**WHAT YOU NEED TO DO:**
Look through the entries below and show every line containing the word "patch".
*** GIVEN DATA ***
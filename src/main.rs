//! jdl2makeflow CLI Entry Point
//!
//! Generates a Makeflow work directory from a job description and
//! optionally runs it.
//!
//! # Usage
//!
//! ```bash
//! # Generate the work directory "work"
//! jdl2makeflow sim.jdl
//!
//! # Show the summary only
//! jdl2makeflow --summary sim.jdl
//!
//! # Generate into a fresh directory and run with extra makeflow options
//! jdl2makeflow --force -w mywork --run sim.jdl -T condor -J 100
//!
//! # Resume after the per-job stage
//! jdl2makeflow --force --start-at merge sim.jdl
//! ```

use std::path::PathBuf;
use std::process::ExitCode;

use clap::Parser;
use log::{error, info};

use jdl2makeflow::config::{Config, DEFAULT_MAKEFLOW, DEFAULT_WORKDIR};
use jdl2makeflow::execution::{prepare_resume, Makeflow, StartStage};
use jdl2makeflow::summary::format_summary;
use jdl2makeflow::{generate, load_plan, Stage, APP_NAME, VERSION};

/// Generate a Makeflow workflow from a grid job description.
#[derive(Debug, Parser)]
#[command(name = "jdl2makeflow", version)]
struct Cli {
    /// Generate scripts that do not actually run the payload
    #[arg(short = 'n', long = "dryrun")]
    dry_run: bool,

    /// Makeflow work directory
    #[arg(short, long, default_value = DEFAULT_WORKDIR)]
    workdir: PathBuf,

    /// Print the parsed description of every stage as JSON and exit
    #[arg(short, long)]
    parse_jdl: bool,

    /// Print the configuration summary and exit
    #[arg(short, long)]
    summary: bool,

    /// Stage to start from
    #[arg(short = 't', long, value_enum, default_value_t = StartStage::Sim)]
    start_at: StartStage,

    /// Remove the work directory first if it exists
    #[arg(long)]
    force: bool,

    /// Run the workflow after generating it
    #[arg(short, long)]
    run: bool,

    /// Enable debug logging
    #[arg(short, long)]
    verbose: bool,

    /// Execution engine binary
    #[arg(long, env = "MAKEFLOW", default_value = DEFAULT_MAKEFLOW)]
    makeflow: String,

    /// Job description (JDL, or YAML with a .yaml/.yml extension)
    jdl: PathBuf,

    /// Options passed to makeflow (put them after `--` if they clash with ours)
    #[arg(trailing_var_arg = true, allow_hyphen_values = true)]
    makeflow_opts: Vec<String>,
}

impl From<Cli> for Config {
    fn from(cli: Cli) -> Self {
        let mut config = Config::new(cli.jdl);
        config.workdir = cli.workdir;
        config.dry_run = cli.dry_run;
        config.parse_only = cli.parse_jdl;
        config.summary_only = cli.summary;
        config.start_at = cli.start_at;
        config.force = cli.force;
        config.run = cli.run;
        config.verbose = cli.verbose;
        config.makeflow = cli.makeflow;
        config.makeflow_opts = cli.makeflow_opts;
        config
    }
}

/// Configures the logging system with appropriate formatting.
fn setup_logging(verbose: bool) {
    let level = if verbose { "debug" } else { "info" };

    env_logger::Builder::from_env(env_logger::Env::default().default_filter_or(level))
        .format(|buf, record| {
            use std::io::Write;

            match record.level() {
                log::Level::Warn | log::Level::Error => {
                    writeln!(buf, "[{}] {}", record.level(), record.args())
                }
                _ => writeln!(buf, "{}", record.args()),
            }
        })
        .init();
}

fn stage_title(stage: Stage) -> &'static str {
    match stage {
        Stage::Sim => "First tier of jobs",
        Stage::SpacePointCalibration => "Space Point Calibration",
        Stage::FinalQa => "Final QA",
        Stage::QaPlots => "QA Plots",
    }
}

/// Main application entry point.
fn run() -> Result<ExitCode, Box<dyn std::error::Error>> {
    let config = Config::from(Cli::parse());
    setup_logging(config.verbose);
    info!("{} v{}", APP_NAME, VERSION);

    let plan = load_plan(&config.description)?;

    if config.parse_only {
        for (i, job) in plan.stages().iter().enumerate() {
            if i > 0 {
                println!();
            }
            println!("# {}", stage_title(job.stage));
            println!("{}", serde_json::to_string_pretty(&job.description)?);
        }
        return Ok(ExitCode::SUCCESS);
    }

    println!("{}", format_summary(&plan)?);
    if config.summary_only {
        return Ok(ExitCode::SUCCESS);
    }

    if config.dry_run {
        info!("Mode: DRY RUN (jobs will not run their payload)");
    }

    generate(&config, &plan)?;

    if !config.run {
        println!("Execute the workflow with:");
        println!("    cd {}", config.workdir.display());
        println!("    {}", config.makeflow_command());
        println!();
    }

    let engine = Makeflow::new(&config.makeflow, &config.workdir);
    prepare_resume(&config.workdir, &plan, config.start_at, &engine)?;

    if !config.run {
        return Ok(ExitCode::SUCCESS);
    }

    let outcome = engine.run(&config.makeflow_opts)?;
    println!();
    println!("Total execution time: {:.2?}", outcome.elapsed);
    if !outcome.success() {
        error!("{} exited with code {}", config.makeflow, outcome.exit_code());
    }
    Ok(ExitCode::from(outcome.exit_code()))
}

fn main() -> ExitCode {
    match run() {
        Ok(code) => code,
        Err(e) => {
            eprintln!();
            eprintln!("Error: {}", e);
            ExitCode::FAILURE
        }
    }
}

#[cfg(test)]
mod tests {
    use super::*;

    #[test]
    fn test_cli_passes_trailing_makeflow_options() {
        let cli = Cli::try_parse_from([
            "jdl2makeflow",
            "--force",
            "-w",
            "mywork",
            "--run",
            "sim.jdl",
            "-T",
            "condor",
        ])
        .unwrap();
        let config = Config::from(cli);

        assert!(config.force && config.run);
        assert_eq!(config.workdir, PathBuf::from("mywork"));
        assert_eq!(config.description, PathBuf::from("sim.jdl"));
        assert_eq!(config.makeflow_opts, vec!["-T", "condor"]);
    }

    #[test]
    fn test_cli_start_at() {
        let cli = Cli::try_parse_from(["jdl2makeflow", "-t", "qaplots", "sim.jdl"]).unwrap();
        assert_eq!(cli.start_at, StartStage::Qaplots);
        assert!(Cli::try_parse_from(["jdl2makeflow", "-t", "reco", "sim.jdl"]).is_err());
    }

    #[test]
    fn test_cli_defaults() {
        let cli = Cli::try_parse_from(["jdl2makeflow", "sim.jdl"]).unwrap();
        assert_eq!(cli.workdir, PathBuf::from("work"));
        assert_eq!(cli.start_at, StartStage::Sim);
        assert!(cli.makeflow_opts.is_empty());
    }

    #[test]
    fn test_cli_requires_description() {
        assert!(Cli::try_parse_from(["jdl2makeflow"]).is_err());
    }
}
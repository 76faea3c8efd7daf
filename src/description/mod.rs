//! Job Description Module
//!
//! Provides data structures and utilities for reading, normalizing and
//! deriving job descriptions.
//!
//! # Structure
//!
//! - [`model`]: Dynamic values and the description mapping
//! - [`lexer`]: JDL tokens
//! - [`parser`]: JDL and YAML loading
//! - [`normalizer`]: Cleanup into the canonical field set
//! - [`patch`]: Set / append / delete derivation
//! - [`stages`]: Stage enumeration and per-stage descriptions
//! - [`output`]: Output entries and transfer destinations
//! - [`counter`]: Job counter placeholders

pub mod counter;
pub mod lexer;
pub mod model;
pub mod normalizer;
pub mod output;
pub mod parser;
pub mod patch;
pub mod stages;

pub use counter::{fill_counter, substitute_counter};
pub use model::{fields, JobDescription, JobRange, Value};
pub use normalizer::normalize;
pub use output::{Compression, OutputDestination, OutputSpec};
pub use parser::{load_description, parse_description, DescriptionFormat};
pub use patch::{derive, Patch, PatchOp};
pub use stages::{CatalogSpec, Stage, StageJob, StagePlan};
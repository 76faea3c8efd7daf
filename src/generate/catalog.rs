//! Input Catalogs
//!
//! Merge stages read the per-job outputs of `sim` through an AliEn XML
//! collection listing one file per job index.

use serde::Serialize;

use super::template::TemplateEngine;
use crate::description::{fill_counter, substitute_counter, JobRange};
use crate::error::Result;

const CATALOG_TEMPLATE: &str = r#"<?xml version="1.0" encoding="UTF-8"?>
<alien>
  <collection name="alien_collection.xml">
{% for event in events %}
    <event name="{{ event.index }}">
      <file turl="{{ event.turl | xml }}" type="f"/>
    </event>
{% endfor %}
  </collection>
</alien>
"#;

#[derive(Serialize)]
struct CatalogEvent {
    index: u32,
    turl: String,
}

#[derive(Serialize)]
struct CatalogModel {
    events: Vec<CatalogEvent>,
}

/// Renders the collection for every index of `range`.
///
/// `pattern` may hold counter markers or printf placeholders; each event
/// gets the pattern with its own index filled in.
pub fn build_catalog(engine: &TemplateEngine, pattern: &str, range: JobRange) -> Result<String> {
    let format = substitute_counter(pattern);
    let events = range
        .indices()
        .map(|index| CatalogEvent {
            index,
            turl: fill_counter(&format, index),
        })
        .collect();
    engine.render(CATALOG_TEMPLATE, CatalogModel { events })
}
*** End of GIVEN DATA ***
**OUTPUT FOR THIS TASK:**
//! - [`patch`]: Set / append / delete derivation
pub mod patch;
pub use patch::{derive, Patch, PatchOp};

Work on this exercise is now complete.